- Work request
Take each line of the records below that contains the string "true" and copy it.

- Data records
//! Ingestion pipeline: line reading and decoding on one side of a bounded
//! queue, the stream monitor on the other.
//!
//! The aggregation task drains every queued record before it waits, and only
//! then blocks on whichever comes first of the next record or the window
//! deadline. Closing the queue is the shutdown signal: the aggregation task
//! flushes its last window and returns the monitor.

use tokio::io::{AsyncBufReadExt, AsyncRead, BufReader};
use tokio::sync::mpsc::{self, error::TryRecvError};
use tokio::time::{sleep_until, Instant};
use tracing::{debug, error, info, trace};

use crate::clf::Record;
use crate::config::MonitorConfig;
use crate::error::{Error, Result};
use crate::monitor::StreamMonitor;
use crate::sink::SummarySink;

/// Runs a [`StreamMonitor`] over a line-oriented input.
#[derive(Debug, Clone)]
pub struct Pipeline {
    config: MonitorConfig,
}

impl Pipeline {
    pub fn new(config: MonitorConfig) -> Result<Self> {
        config.validate()?;
        Ok(Self { config })
    }

    pub fn config(&self) -> &MonitorConfig {
        &self.config
    }

    /// Consumes `reader` until end of input, writing summaries to `sink`.
    ///
    /// Returns the sink once every buffered record has been summarized. A
    /// read or decode error stops ingestion; the windows accumulated so far
    /// are still flushed before the error is returned.
    pub async fn run<R, S>(&self, reader: R, sink: S) -> Result<S>
    where
        R: AsyncRead + Unpin + Send,
        S: SummarySink + Send + 'static,
    {
        let monitor = StreamMonitor::new(self.config.clone(), sink)?;
        let (tx, rx) = mpsc::channel(self.config.queue_capacity);

        info!(
            window = ?self.config.window,
            span = ?self.config.span,
            threshold = self.config.threshold,
            "starting monitor"
        );
        let aggregator = tokio::spawn(aggregate(monitor, rx));

        // `tx` is moved in and dropped on return, closing the queue.
        let ingested = ingest(reader, tx).await;
        if let Err(e) = &ingested {
            error!(stage = e.stage(), "ingestion stopped: {}", e);
        }

        let monitor = aggregator
            .await
            .map_err(|e| Error::Runtime(format!("aggregation task failed: {}", e)))??;
        ingested?;

        info!(windows = monitor.flushed(), "monitor finished");
        Ok(monitor.into_sink())
    }
}

/// Reads and decodes lines, handing records to the aggregation task in order.
async fn ingest<R>(reader: R, tx: mpsc::Sender<Record>) -> Result<u64>
where
    R: AsyncRead + Unpin,
{
    let mut lines = BufReader::new(reader).lines();
    let mut count = 0;

    while let Some(line) = lines.next_line().await.map_err(Error::Read)? {
        if line.trim().is_empty() {
            trace!("skipping blank line");
            continue;
        }
        let record = Record::parse(&line).map_err(|source| Error::Decode { line, source })?;
        if tx.send(record).await.is_err() {
            debug!("aggregation task gone, stopping ingestion");
            break;
        }
        count += 1;
    }

    debug!(records = count, "input exhausted");
    Ok(count)
}

/// Owns the monitor until the queue closes.
async fn aggregate<S>(
    mut monitor: StreamMonitor<S>,
    mut rx: mpsc::Receiver<Record>,
) -> Result<StreamMonitor<S>>
where
    S: SummarySink,
{
    loop {
        match rx.try_recv() {
            Ok(record) => {
                monitor.handle(&record)?;
                continue;
            }
            Err(TryRecvError::Disconnected) => break,
            Err(TryRecvError::Empty) => {}
        }

        let deadline = monitor.deadline();
        tokio::select! {
            received = rx.recv() => match received {
                Some(record) => monitor.handle(&record)?,
                None => break,
            },
            _ = sleep_until(deadline.unwrap_or_else(Instant::now)), if deadline.is_some() => {
                monitor.tick()?;
            }
        }
    }

    monitor.finish()?;
    Ok(monitor)
}
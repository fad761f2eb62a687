//! logmon binary.
//!
//! Reads an HTTP access log from stdin or `--file`, prints a summary for
//! every window and a line whenever the high-traffic alert changes state.

use clap::Parser;
use logmon_core::cli::{handle_monitor, Args};
use tracing::info;
use tracing_subscriber::filter::LevelFilter;
use tracing_subscriber::EnvFilter;

#[tokio::main]
async fn main() -> anyhow::Result<()> {
    let args = Args::parse();

    // Initialize logging; stdout is reserved for summaries
    let level = args.logging.get_effective_level();
    let builder =
        EnvFilter::builder().with_default_directive(LevelFilter::from_level(level).into());
    let filter = match args.logging.log_filter.as_deref() {
        Some(directives) => builder.parse_lossy(directives),
        None => builder.from_env_lossy(),
    };
    tracing_subscriber::fmt()
        .with_env_filter(filter)
        .with_writer(std::io::stderr)
        .with_target(true)
        .init();

    info!("logmon starting up");

    handle_monitor(&args).await.map_err(|e| {
        let stage = e.stage();
        anyhow::Error::new(e).context(format!("{} stage failed", stage))
    })?;

    Ok(())
}
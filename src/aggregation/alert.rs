//! High-traffic alerting with hysteresis.

use chrono::{DateTime, FixedOffset};
use serde::Serialize;

use super::window::serialize_timestamp;

/// Current alerting state.
#[derive(Debug, Clone, Copy, PartialEq, Eq, Default)]
pub enum AlertState {
    #[default]
    Normal,
    HighTraffic,
}

/// A state transition. Readings that leave the state unchanged produce none.
#[derive(Debug, Clone, PartialEq, Serialize)]
#[serde(tag = "type", rename_all = "snake_case")]
pub enum AlertEvent {
    /// Average traffic rose above the threshold.
    Alert {
        average: f64,
        #[serde(serialize_with = "serialize_timestamp")]
        at: DateTime<FixedOffset>,
    },
    /// Average traffic fell back to or below the threshold.
    Recovery {
        average: f64,
        #[serde(serialize_with = "serialize_timestamp")]
        at: DateTime<FixedOffset>,
    },
}

/// Two-state machine: enter on `average > threshold`, leave on
/// `average <= threshold`.
#[derive(Debug, Clone)]
pub struct AlertMonitor {
    threshold: f64,
    state: AlertState,
}

impl AlertMonitor {
    pub fn new(threshold: u64) -> Self {
        Self {
            threshold: threshold as f64,
            state: AlertState::Normal,
        }
    }

    pub fn state(&self) -> AlertState {
        self.state
    }

    /// Feeds the average computed at a window boundary `at`.
    pub fn evaluate(&mut self, average: f64, at: DateTime<FixedOffset>) -> Option<AlertEvent> {
        match self.state {
            AlertState::Normal if average > self.threshold => {
                self.state = AlertState::HighTraffic;
                Some(AlertEvent::Alert { average, at })
            }
            AlertState::HighTraffic if average <= self.threshold => {
                self.state = AlertState::Normal;
                Some(AlertEvent::Recovery { average, at })
            }
            _ => None,
        }
    }
}

#[cfg(test)]
mod tests {
    use super::*;
    use crate::clf::parse_timestamp;

    #[test]
    fn test_alert_then_recover_once() {
        let at = parse_timestamp("10/Oct/2000:13:55:36 -0700").unwrap();
        let mut monitor = AlertMonitor::new(10);

        assert_eq!(monitor.evaluate(5.0, at), None);
        assert_eq!(
            monitor.evaluate(11.0, at),
            Some(AlertEvent::Alert { average: 11.0, at })
        );
        assert_eq!(monitor.state(), AlertState::HighTraffic);
        assert_eq!(monitor.evaluate(50.0, at), None);
        assert_eq!(monitor.evaluate(10.5, at), None);
        assert_eq!(
            monitor.evaluate(10.0, at),
            Some(AlertEvent::Recovery { average: 10.0, at })
        );
        assert_eq!(monitor.evaluate(3.0, at), None);
        assert_eq!(monitor.state(), AlertState::Normal);
    }

    #[test]
    fn test_threshold_is_not_alerting() {
        let at = parse_timestamp("10/Oct/2000:13:55:36 -0700").unwrap();
        let mut monitor = AlertMonitor::new(10);
        assert_eq!(monitor.evaluate(10.0, at), None);
        assert_eq!(monitor.state(), AlertState::Normal);
    }
}
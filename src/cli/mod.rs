//! Command-line interface module.
//!
//! Argument definitions live in [`crate::config`]; this module wires them to
//! the pipeline.

pub mod handlers;

pub use crate::config::{Args, LoggingArgs};
pub use handlers::handle_monitor;
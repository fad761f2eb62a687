//! Fixed-capacity history of flushed windows.

use chrono::{DateTime, FixedOffset};

use super::window::Window;

/// Circular buffer of the most recent windows.
///
/// The cursor always points at the slot written next; once full, each `put`
/// evicts the oldest window.
#[derive(Debug, Clone)]
pub struct HistoryRing {
    slots: Vec<Option<Window>>,
    cursor: usize,
}

impl HistoryRing {
    /// Creates a ring with `capacity` slots (at least one).
    pub fn new(capacity: usize) -> Self {
        Self {
            slots: vec![None; capacity.max(1)],
            cursor: 0,
        }
    }

    pub fn capacity(&self) -> usize {
        self.slots.len()
    }

    /// Index of the slot that the next `put` overwrites.
    pub fn cursor(&self) -> usize {
        self.cursor
    }

    pub fn put(&mut self, window: Window) {
        self.slots[self.cursor] = Some(window);
        self.cursor = (self.cursor + 1) % self.slots.len();
    }

    /// Retained windows in slot order.
    pub fn windows(&self) -> impl Iterator<Item = &Window> {
        self.slots.iter().flatten()
    }

    /// Mean hits per window over retained windows ending strictly after
    /// `cutoff`; `0.0` when none qualify.
    pub fn average_traffic(&self, cutoff: DateTime<FixedOffset>) -> f64 {
        let (sum, count) = self
            .windows()
            .filter(|window| window.end > cutoff)
            .fold((0u64, 0u64), |(sum, count), window| (sum + window.hits, count + 1));
        if count == 0 {
            return 0.0;
        }
        sum as f64 / count as f64
    }
}
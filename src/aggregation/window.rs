//! Per-window accumulation.

use chrono::{DateTime, Duration, FixedOffset};
use serde::{Serialize, Serializer};

use super::section::section;
use super::top_k::{Entry, TopK};
use crate::clf::{format_timestamp, Record};

/// A closed time range `[start, end)` and the hits counted in it.
///
/// This is all that is retained in history once a window is flushed.
#[derive(Debug, Clone, Copy, PartialEq, Eq)]
pub struct Window {
    pub start: DateTime<FixedOffset>,
    pub end: DateTime<FixedOffset>,
    pub hits: u64,
}

impl Window {
    /// An empty window of the given length.
    pub fn empty(start: DateTime<FixedOffset>, duration: Duration) -> Self {
        Self {
            start,
            end: start + duration,
            hits: 0,
        }
    }
}

/// Hit counts for each breakdown dimension of one window.
///
/// A fresh `Breakdown` is built for every window so no label carries over.
#[derive(Debug, Clone, Default)]
pub struct Breakdown {
    pub sections: TopK,
    pub methods: TopK,
    pub protocols: TopK,
    pub statuses: TopK,
}

impl Breakdown {
    fn observe(&mut self, record: &Record) {
        let (method, resource, protocol) = record.request_fields();
        if !resource.is_empty() {
            self.sections.add(section(resource));
        }
        if !method.is_empty() {
            self.methods.add(method);
        }
        if !protocol.is_empty() {
            self.protocols.add(protocol);
        }
        if let Some(status) = record.status {
            self.statuses.add(&status.to_string());
        }
    }
}

/// Counters for the single open window.
#[derive(Debug, Clone)]
pub struct WindowAccumulator {
    window: Window,
    last_seen: Option<DateTime<FixedOffset>>,
    breakdown: Breakdown,
}

impl WindowAccumulator {
    pub fn open(start: DateTime<FixedOffset>, duration: Duration) -> Self {
        Self {
            window: Window::empty(start, duration),
            last_seen: None,
            breakdown: Breakdown::default(),
        }
    }

    pub fn start(&self) -> DateTime<FixedOffset> {
        self.window.start
    }

    pub fn end(&self) -> DateTime<FixedOffset> {
        self.window.end
    }

    pub fn hits(&self) -> u64 {
        self.window.hits
    }

    pub fn breakdown(&self) -> &Breakdown {
        &self.breakdown
    }

    /// Counts a record. Boundary checks are the caller's concern.
    pub fn observe(&mut self, record: &Record) {
        self.window.hits += 1;
        if let Some(ts) = record.timestamp {
            if self.last_seen.map_or(true, |seen| ts > seen) {
                self.last_seen = Some(ts);
            }
        }
        self.breakdown.observe(record);
    }

    /// Closes the window at its full length.
    pub fn close(self) -> (Window, Breakdown) {
        (self.window, self.breakdown)
    }

    /// Closes the window early, ending at the latest timestamp observed in
    /// it, or at its start if it saw none.
    pub fn close_at_last_seen(self) -> (Window, Breakdown) {
        let mut window = self.window;
        window.end = self.last_seen.unwrap_or(window.start);
        (window, self.breakdown)
    }
}

/// Report for a flushed window.
#[derive(Debug, Clone, PartialEq, Serialize)]
pub struct WindowSummary {
    #[serde(serialize_with = "serialize_timestamp")]
    pub start: DateTime<FixedOffset>,
    #[serde(serialize_with = "serialize_timestamp")]
    pub end: DateTime<FixedOffset>,
    pub hits: u64,
    pub sections: Vec<Entry>,
    pub methods: Vec<Entry>,
    pub protocols: Vec<Entry>,
    pub statuses: Vec<Entry>,
}

impl WindowSummary {
    pub fn new(window: &Window, breakdown: &Breakdown, top_entries: usize) -> Self {
        Self {
            start: window.start,
            end: window.end,
            hits: window.hits,
            sections: breakdown.sections.top(top_entries),
            methods: breakdown.methods.top(top_entries),
            protocols: breakdown.protocols.top(top_entries),
            statuses: breakdown.statuses.top(top_entries),
        }
    }
}

pub(crate) fn serialize_timestamp<S: Serializer>(
    ts: &DateTime<FixedOffset>,
    serializer: S,
) -> Result<S::Ok, S::Error> {
    serializer.serialize_str(&format_timestamp(ts))
}
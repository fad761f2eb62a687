//! Section derivation for resource paths.

/// Returns the section of a resource: an optional `scheme://` and host
/// followed by the first path segment.
///
/// The section of `http://my.site.com/pages/create` is
/// `http://my.site.com/pages`, and of `/pages/create` is `/pages`. Any query
/// or fragment is dropped first, so a resource without a second `/` in its
/// path is returned up to the `?` or `#`.
pub fn section(resource: &str) -> &str {
    let path_start = resource.find("://").map_or(0, |idx| idx + 3);
    let after_scheme = &resource[path_start..];
    let path_end = after_scheme
        .find(|c| c == '?' || c == '#')
        .map_or(resource.len(), |idx| path_start + idx);
    let bounded = &resource[path_start..path_end];

    let Some(host_end) = bounded.find('/') else {
        return &resource[..path_end];
    };
    match bounded[host_end + 1..].find('/') {
        Some(idx) => &resource[..path_start + host_end + 1 + idx],
        None => &resource[..path_end],
    }
}
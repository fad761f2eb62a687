//! Configuration management for logmon.
//!
//! Configuration is layered from several sources:
//! 1. Default configuration (embedded in binary)
//! 2. System-wide configuration file (`/etc/logmon/config.toml`)
//! 3. User-specified configuration file
//! 4. Environment variables (prefixed with `LOGMON_`, e.g. `LOGMON_MONITOR__THRESHOLD`)
//! 5. Command-line arguments
//!
//! Later sources override earlier ones.

use clap::{ArgAction, Parser, ValueEnum};
use serde::{Deserialize, Serialize};
use std::path::PathBuf;
use std::time::Duration;
use tracing::Level;

use crate::error::{Error, Result};

/// Command-line arguments
#[derive(Debug, Default, Parser)]
#[command(
    author,
    version,
    about = "Summarizes an HTTP access log stream and alerts on high traffic"
)]
pub struct Args {
    /// Input file to read instead of stdin
    #[arg(short, long)]
    pub file: Option<PathBuf>,

    /// Configuration file path
    #[arg(short, long)]
    pub config: Option<PathBuf>,

    /// High traffic threshold, in average hits per window
    #[arg(short, long)]
    pub threshold: Option<u64>,

    /// Window length in seconds
    #[arg(long)]
    pub window_secs: Option<u64>,

    /// Moving average span in seconds
    #[arg(long)]
    pub span_secs: Option<u64>,

    /// Entries reported per breakdown dimension
    #[arg(long = "top")]
    pub top_entries: Option<usize>,

    /// Summary output format
    #[arg(long, value_enum)]
    pub format: Option<OutputFormat>,

    #[command(flatten)]
    pub logging: LoggingArgs,
}

/// Diagnostic logging options. Diagnostics go to stderr.
#[derive(Debug, Default, Clone, clap::Args)]
pub struct LoggingArgs {
    /// Increase log verbosity (-v info, -vv debug, -vvv trace)
    #[arg(short, long, action = ArgAction::Count)]
    pub verbose: u8,

    /// Log filter directives, e.g. `logmon_core=debug` (defaults to RUST_LOG)
    #[arg(long)]
    pub log_filter: Option<String>,
}

impl LoggingArgs {
    pub fn get_effective_level(&self) -> Level {
        match self.verbose {
            0 => Level::WARN,
            1 => Level::INFO,
            2 => Level::DEBUG,
            _ => Level::TRACE,
        }
    }
}

/// How summaries and alerts are written.
#[derive(Debug, Clone, Copy, Default, PartialEq, Eq, Serialize, Deserialize, ValueEnum)]
#[serde(rename_all = "lowercase")]
pub enum OutputFormat {
    #[default]
    Text,
    Json,
}

/// File/environment configuration
#[derive(Debug, Clone, Serialize, Deserialize)]
pub struct Settings {
    /// Monitor settings
    pub monitor: MonitorSettings,
}

/// Monitor settings as written in configuration files
#[derive(Debug, Clone, Serialize, Deserialize)]
pub struct MonitorSettings {
    /// Window length in seconds
    #[serde(default = "default_window_secs")]
    pub window_secs: u64,
    /// Moving average span in seconds
    #[serde(default = "default_span_secs")]
    pub span_secs: u64,
    /// Average hits per window that triggers an alert
    #[serde(default = "default_threshold")]
    pub threshold: u64,
    /// Entries reported per breakdown dimension
    #[serde(default = "default_top_entries")]
    pub top_entries: usize,
    /// Bounded queue size between ingestion and aggregation
    #[serde(default = "default_queue_capacity")]
    pub queue_capacity: usize,
    /// Output format
    #[serde(default)]
    pub format: OutputFormat,
}

impl Default for MonitorSettings {
    fn default() -> Self {
        Self {
            window_secs: default_window_secs(),
            span_secs: default_span_secs(),
            threshold: default_threshold(),
            top_entries: default_top_entries(),
            queue_capacity: default_queue_capacity(),
            format: OutputFormat::default(),
        }
    }
}

impl Settings {
    /// Load configuration from all sources
    pub fn load(args: &Args) -> Result<Self> {
        let mut builder = config::Config::builder()
            .add_source(config::File::from_str(
                include_str!("../config/default.toml"),
                config::FileFormat::Toml,
            ))
            .add_source(config::File::with_name("/etc/logmon/config.toml").required(false));

        if let Some(path) = &args.config {
            builder = builder.add_source(config::File::from(path.as_path()));
        }

        builder = builder.add_source(
            config::Environment::with_prefix("LOGMON")
                .prefix_separator("_")
                .separator("__")
                .try_parsing(true),
        );

        let mut settings: Settings = builder.build()?.try_deserialize()?;

        // Override with command line args
        if let Some(threshold) = args.threshold {
            settings.monitor.threshold = threshold;
        }
        if let Some(window_secs) = args.window_secs {
            settings.monitor.window_secs = window_secs;
        }
        if let Some(span_secs) = args.span_secs {
            settings.monitor.span_secs = span_secs;
        }
        if let Some(top_entries) = args.top_entries {
            settings.monitor.top_entries = top_entries;
        }
        if let Some(format) = args.format {
            settings.monitor.format = format;
        }

        Ok(settings)
    }

    /// Convert monitor settings to a validated MonitorConfig
    pub fn monitor_config(&self) -> Result<MonitorConfig> {
        let config = MonitorConfig {
            window: Duration::from_secs(self.monitor.window_secs),
            span: Duration::from_secs(self.monitor.span_secs),
            threshold: self.monitor.threshold,
            top_entries: self.monitor.top_entries,
            queue_capacity: self.monitor.queue_capacity,
        };
        config.validate()?;
        Ok(config)
    }
}

/// Runtime configuration of a stream monitor.
#[derive(Debug, Clone, PartialEq, Eq)]
pub struct MonitorConfig {
    /// Minimum length of every window
    pub window: Duration,
    /// Trailing span of the high-traffic moving average
    pub span: Duration,
    /// Average hits per window above which an alert fires
    pub threshold: u64,
    /// Entries reported per breakdown dimension
    pub top_entries: usize,
    /// Bounded queue size between ingestion and aggregation
    pub queue_capacity: usize,
}

impl MonitorConfig {
    pub fn new(window: Duration, span: Duration, threshold: u64) -> Self {
        Self {
            window,
            span,
            threshold,
            top_entries: default_top_entries(),
            queue_capacity: default_queue_capacity(),
        }
    }

    pub fn with_top_entries(mut self, top_entries: usize) -> Self {
        self.top_entries = top_entries;
        self
    }

    pub fn with_queue_capacity(mut self, queue_capacity: usize) -> Self {
        self.queue_capacity = queue_capacity;
        self
    }

    pub fn validate(&self) -> Result<()> {
        if self.window.as_millis() == 0 {
            return Err(Error::config("window duration must be at least one millisecond"));
        }
        if self.top_entries == 0 {
            return Err(Error::config("top_entries must be positive"));
        }
        if self.queue_capacity == 0 {
            return Err(Error::config("queue_capacity must be positive"));
        }
        self.window_duration()?;
        self.span_duration()?;
        Ok(())
    }

    /// Window length for log-time arithmetic.
    pub fn window_duration(&self) -> Result<chrono::Duration> {
        chrono::Duration::from_std(self.window)
            .map_err(|e| Error::config(format!("window duration out of range: {}", e)))
    }

    /// Moving average span for log-time arithmetic.
    pub fn span_duration(&self) -> Result<chrono::Duration> {
        chrono::Duration::from_std(self.span)
            .map_err(|e| Error::config(format!("span out of range: {}", e)))
    }

    /// Number of windows kept for the moving average: `ceil(span / window) + 1`.
    pub fn history_capacity(&self) -> usize {
        let window = self.window.as_millis().max(1);
        let span = self.span.as_millis();
        (span.div_ceil(window) + 1) as usize
    }
}

impl Default for MonitorConfig {
    fn default() -> Self {
        Self::new(
            Duration::from_secs(default_window_secs()),
            Duration::from_secs(default_span_secs()),
            default_threshold(),
        )
    }
}

fn default_window_secs() -> u64 {
    10
}

fn default_span_secs() -> u64 {
    120
}

fn default_threshold() -> u64 {
    1000
}

fn default_top_entries() -> usize {
    5
}

fn default_queue_capacity() -> usize {
    1024
}

#[cfg(test)]
mod tests {
    use super::*;
    use std::io::Write;

    #[test]
    fn test_config_defaults() {
        let settings = Settings::load(&Args::default()).unwrap();
        assert_eq!(settings.monitor.window_secs, 10);
        assert_eq!(settings.monitor.span_secs, 120);
        assert_eq!(settings.monitor.top_entries, 5);
        assert_eq!(settings.monitor.format, OutputFormat::Text);

        let config = settings.monitor_config().unwrap();
        assert_eq!(config.window, Duration::from_secs(10));
        assert_eq!(config.history_capacity(), 13);
    }

    #[test]
    fn test_user_file_and_args_override() {
        let mut file = tempfile::Builder::new().suffix(".toml").tempfile().unwrap();
        writeln!(file, "[monitor]\nthreshold = 42\nspan_secs = 60\nformat = \"json\"").unwrap();

        let args = Args {
            config: Some(file.path().to_path_buf()),
            window_secs: Some(5),
            ..Args::default()
        };
        let settings = Settings::load(&args).unwrap();
        assert_eq!(settings.monitor.threshold, 42);
        assert_eq!(settings.monitor.span_secs, 60);
        assert_eq!(settings.monitor.window_secs, 5);
        assert_eq!(settings.monitor.format, OutputFormat::Json);

        let args = Args {
            config: Some(file.path().to_path_buf()),
            threshold: Some(7),
            format: Some(OutputFormat::Text),
            ..Args::default()
        };
        let settings = Settings::load(&args).unwrap();
        assert_eq!(settings.monitor.threshold, 7);
        assert_eq!(settings.monitor.format, OutputFormat::Text);
    }

    #[test]
    fn test_history_capacity_rounds_up() {
        let config = MonitorConfig::new(Duration::from_secs(10), Duration::from_secs(125), 1);
        assert_eq!(config.history_capacity(), 14);

        let config = MonitorConfig::new(Duration::from_secs(10), Duration::ZERO, 1);
        assert_eq!(config.history_capacity(), 1);
    }

    #[test]
    fn test_validation() {
        let config = MonitorConfig::new(Duration::ZERO, Duration::from_secs(60), 1);
        assert!(matches!(config.validate(), Err(Error::Config(_))));

        let config = MonitorConfig::default().with_top_entries(0);
        assert!(matches!(config.validate(), Err(Error::Config(_))));

        let config = MonitorConfig::default().with_queue_capacity(0);
        assert!(matches!(config.validate(), Err(Error::Config(_))));

        assert!(MonitorConfig::default().validate().is_ok());
    }

    #[test]
    fn test_effective_level() {
        let mut logging = LoggingArgs::default();
        assert_eq!(logging.get_effective_level(), Level::WARN);
        logging.verbose = 2;
        assert_eq!(logging.get_effective_level(), Level::DEBUG);
        logging.verbose = 9;
        assert_eq!(logging.get_effective_level(), Level::TRACE);
    }
}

- Output for this task
        .with_target(true)
            if self.last_seen.map_or(true, |seen| ts > seen) {
                .try_parsing(true),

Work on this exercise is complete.